The Decision on the Responding Parties’ Motion for Summary Judgment
[7] On May 18, 2021, the motion judge granted the responding parties’ motion for summary judgment and declared the moving parties’ $20,000 deposit forfeited to the responding parties.
[8] The motion judge acknowledged that the Multiple Listing Service (“MLS”) listing for the home misstated the main floor area of the home to be 2,500 – 3,000 sq. ft., when in fact the main floor area was 2,155 sq. ft. However, he found that the moving parties had personally attended the property to view the house and “were well-aware of its actual size and layout before they decided to buy what they had seen.” Further, he found that “Mr. Lamba could access materials with the correct area” as he had “access to a brochure and floor plan with the home’s correct area” which accompanied the MLS listing for the property.

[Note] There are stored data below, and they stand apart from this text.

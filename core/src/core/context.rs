// src/core/context.rs

//! The boxed handler type stored for every step phase.

use crate::core::context_data::ContextData;
use crate::core::control::PipelineControl;
use std::future::Future;
use std::pin::Pin;

/// A step handler: takes a clone of the shared context and resolves to a
/// control signal or the pipeline's error.
///
/// Handlers lock the context with `.read()` / `.write()` to move data in and
/// out, and must release every guard before the next `.await`.
pub type Handler<TData, Err> = Box<
  dyn Fn(ContextData<TData>) -> Pin<Box<dyn Future<Output = Result<PipelineControl, Err>> + Send>>
    + Send
    + Sync,
>;
// tests/common/mod.rs
#![allow(dead_code)]

use stallflow::{ContextData, FlowError, PipelineControl};
use tracing::Level;

/// Mimics a checkout-like flow: a trail of executed steps plus a few fields
/// handlers write into.
#[derive(Clone, Debug, Default)]
pub struct FlowContext {
  pub reserved_units: i32,
  pub trail: Vec<String>,
  pub note: String,
  pub stop_at: Option<String>,
}

#[derive(Debug, thiserror::Error, Clone, PartialEq, Eq)]
pub enum TestError {
  #[error("engine error: {0}")]
  Flow(String),

  #[error("step failed: {0}")]
  Step(String),
}

impl From<FlowError> for TestError {
  fn from(err: FlowError) -> Self {
    TestError::Flow(format!("{:?}", err))
  }
}

/// Records `step_name`, bumps `reserved_units`, and stops if the context asks for it.
pub fn recording_handler(step_name: &'static str, note: &'static str) -> stallflow::Handler<FlowContext, TestError> {
  Box::new(move |ctx: ContextData<FlowContext>| {
    Box::pin(async move {
      let mut guard = ctx.write();
      guard.reserved_units += 1;
      guard.note.push_str(note);
      guard.trail.push(step_name.to_string());
      if guard.stop_at.as_deref() == Some(step_name) {
        return Ok(PipelineControl::Stop);
      }
      Ok(PipelineControl::Continue)
    })
  })
}

pub fn failing_handler(step_name: &'static str, message: &'static str) -> stallflow::Handler<FlowContext, TestError> {
  Box::new(move |ctx: ContextData<FlowContext>| {
    Box::pin(async move {
      ctx.write().trail.push(step_name.to_string());
      Err(TestError::Step(message.to_string()))
    })
  })
}

use once_cell::sync::Lazy;
static TRACING_INIT: Lazy<()> = Lazy::new(|| {
  tracing_subscriber::fmt()
    .with_max_level(Level::DEBUG)
    .with_test_writer()
    .try_init()
    .ok();
});

pub fn setup_tracing() {
  Lazy::force(&TRACING_INIT);
}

[9] As such, the motion judge concluded that the discrepancy between the actual and misstated area in the MLS listing did not constitute a material misrepresentation that would have affected the moving parties’ decision to make an offer, and did not entitle the moving parties to rescind the agreement. He also held that the moving parties did not requisition a valid objection to title in respect of their concern with a building permit, and were not entitled to rescind the agreement on that basis. Finally, he held that the $20,000 deposit was not disproportionate to the purchase price, and it would not be unconscionable for the responding parties to keep the deposit given that the moving parties breached the agreement.
[10] The motion judge ordered that the moving parties’ $20,000 deposit be forfeited to the responding parties and he ordered costs against the moving parties in the amount of $10,856.48 inclusive of HST and disbursements, bearing interest of 2 percent per annum commencing April 1, 2021.
The Decision of the Divisional Court on Appeal
[11] The moving parties appealed to the Divisional Court on the issue of rescission for misrepresentation. On December 7, 2021, the Divisional Court dismissed their appeal. The Divisional Court held that,
The purchasers accept that the motion judge correctly set out the legal test with respect to rescission for misrepresentation. However, they take issue with the findings of fact, and application of the law to the facts, on the issue of reliance on the misrepresentation, as an inducement to purchase.
[T]he issue on this appeal is whether the purchasers … relied upon the square footage set out in the MLS listing, as they argue; or whether, as found by the motion judge, they relied upon the area and size of the home gleaned from their inspection. The latter was an inference of fact.
[T]he purchasers, through their solicitor, repeatedly affirmed their intention to complete the transaction, notwithstanding their discovery of the actual square footage of the home. While they evidently felt entitled to some compensation for the deficiency, the fact that they were intent on completing the purchase suggests that they based their decision to purchase on their satisfaction with the area and layout of the home, as observed during their inspection, and not on the representation of square footage contained in the listing agreement.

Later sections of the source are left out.